Portland General Electric opens gas-fired power plant in Oregon
The plant is comprised of 12 reciprocating engines supplied by Wärtsilä North America that are designed to be efficient, flexible and responsive
Portland General Electric Co. said its Port Westward Unit 2 plant, a 220 MW natural gas-fired power plant located near Clatskanie, Oregon, went into service on Dec. 30, 2014 and is now available to generate electricity for PGE customers.
The new power plant is a highly efficient facility designed for maximum flexibility to help meet real-time fluctuations in customer demand and integrate renewable resources.
The plant is comprised of 12 reciprocating engines supplied by Wärtsilä North America that are designed to be efficient, flexible and responsive. The 25,000-horsepower 50SG engines are the first of their size in the country to run entirely on natural gas.

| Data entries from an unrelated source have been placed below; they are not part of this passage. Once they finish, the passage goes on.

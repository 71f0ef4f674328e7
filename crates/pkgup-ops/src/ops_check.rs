//! Operation: figure out which packages' dependencies should update.

use std::path::Path;

use pkgup_core::filter::{filter_tree, target_paths, UpdateCriteria};
use pkgup_core::manifest::PackageManifest;
use pkgup_core::render::render_tree;
use pkgup_core::tree::DependencyNode;
use pkgup_util::progress;

use crate::npm::PackageManager;
use crate::ops_session::UpdateSession;

/// Outcome of filtering the installed tree.
#[derive(Debug, Clone, PartialEq, Eq)]
pub struct CheckReport {
    /// Name shown for the tree root.
    pub root_name: String,
    /// The pruned tree, `None` when nothing needs to update.
    pub tree: Option<DependencyNode>,
    /// Number of in-range occurrences of the package.
    pub occurrences: usize,
}

impl CheckReport {
    pub fn needs_update(&self) -> bool {
        self.tree.is_some()
    }

    /// `2 occurrences of lodash`
    pub fn summary(&self, package: &str) -> String {
        let plural = if self.occurrences == 1 { "" } else { "s" };
        format!("{} occurrence{plural} of {package}", self.occurrences)
    }
}

/// Filter an already listed tree against the session's package and range.
pub fn analyze(
    tree: &DependencyNode,
    root_name: &str,
    criteria: &UpdateCriteria,
) -> CheckReport {
    let filtered = filter_tree(tree, root_name, criteria);
    let occurrences = filtered
        .as_ref()
        .map(|t| target_paths(t, root_name, &criteria.package).len())
        .unwrap_or(0);
    CheckReport {
        root_name: root_name.to_string(),
        tree: filtered,
        occurrences,
    }
}

/// Name of the tree root: the listing's own name, else the manifest's, else
/// the directory name.
pub fn root_name(tree: &DependencyNode, project_dir: &Path) -> String {
    if let Some(ref name) = tree.name {
        return name.clone();
    }
    match PackageManifest::from_project(project_dir) {
        Ok(PackageManifest {
            name: Some(name), ..
        }) => name,
        _ => project_dir
            .file_name()
            .map(|n| n.to_string_lossy().into_owned())
            .unwrap_or_default(),
    }
}

/// List the installed tree for the session's package, filter it, and print
/// the result.
pub fn run_update_check(session: &UpdateSession, pm: &PackageManager) -> miette::Result<CheckReport> {
    let criteria = UpdateCriteria::parse(
        &session.package,
        &session.minimum_source_version,
        &session.target_version,
    )?;

    progress::status_info(
        "Analyzing",
        &format!("{} {}", criteria.package, criteria.range),
    );
    let tree = progress::with_spinner("Analyzing...", || {
        pm.list_tree(&session.package, session.dev)
    })?;
    let name = root_name(&tree, pm.project_dir());
    let report = analyze(&tree, &name, &criteria);

    match report.tree {
        Some(ref filtered) => {
            progress::status("Done", "below packages should update:");
            let color = console::colors_enabled();
            println!();
            print!("{}", render_tree(&name, filtered, &criteria.package, color));
            progress::status_info("Found", &report.summary(&criteria.package));
        }
        None => progress::status("Done", "no package needs to update."),
    }

    Ok(report)
}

Port Westward Unit 2 serves as an important component of the company’s diversified portfolio of energy resources, complementing the new 267 MW Tucannon River Wind Farm brought online on Dec. 15, 2014.
The new plant is adjacent to PGE’s existing natural gas-fired Port Westward and Beaver plants in Columbia County, Ore. Construction, which began in May 2013, created more than 400 jobs. The plant was completed ahead of schedule and on budget under fixed-price contracts, with final construction costs expected to be about $300 million, excluding AFDC.
Black & Veatch and Oregon-based Harder Mechanical Contractors, Inc., in a contractual joint venture, managed the design and construction of the project. Eleven of the plant’s 12 engines have successfully completed all required performance and functional testing. The 12th engine is undergoing final testing before being placed in service.
Completion of Port Westward Unit 2 is a significant milestone in the implementation of PGE’s 2009 Integrated Resource Plan. The plan was acknowledged by the Oregon Public Utility Commission in November 2010. Port Westward Unit 2 was PGE’s benchmark proposal in a competitive bidding process conducted pursuant to guidelines established by the Oregon Public Utility Commission, using objective scoring criteria intended to identify projects that provide the best balance of cost and risk while meeting PGE customers’ needs for reliable, affordable electric power.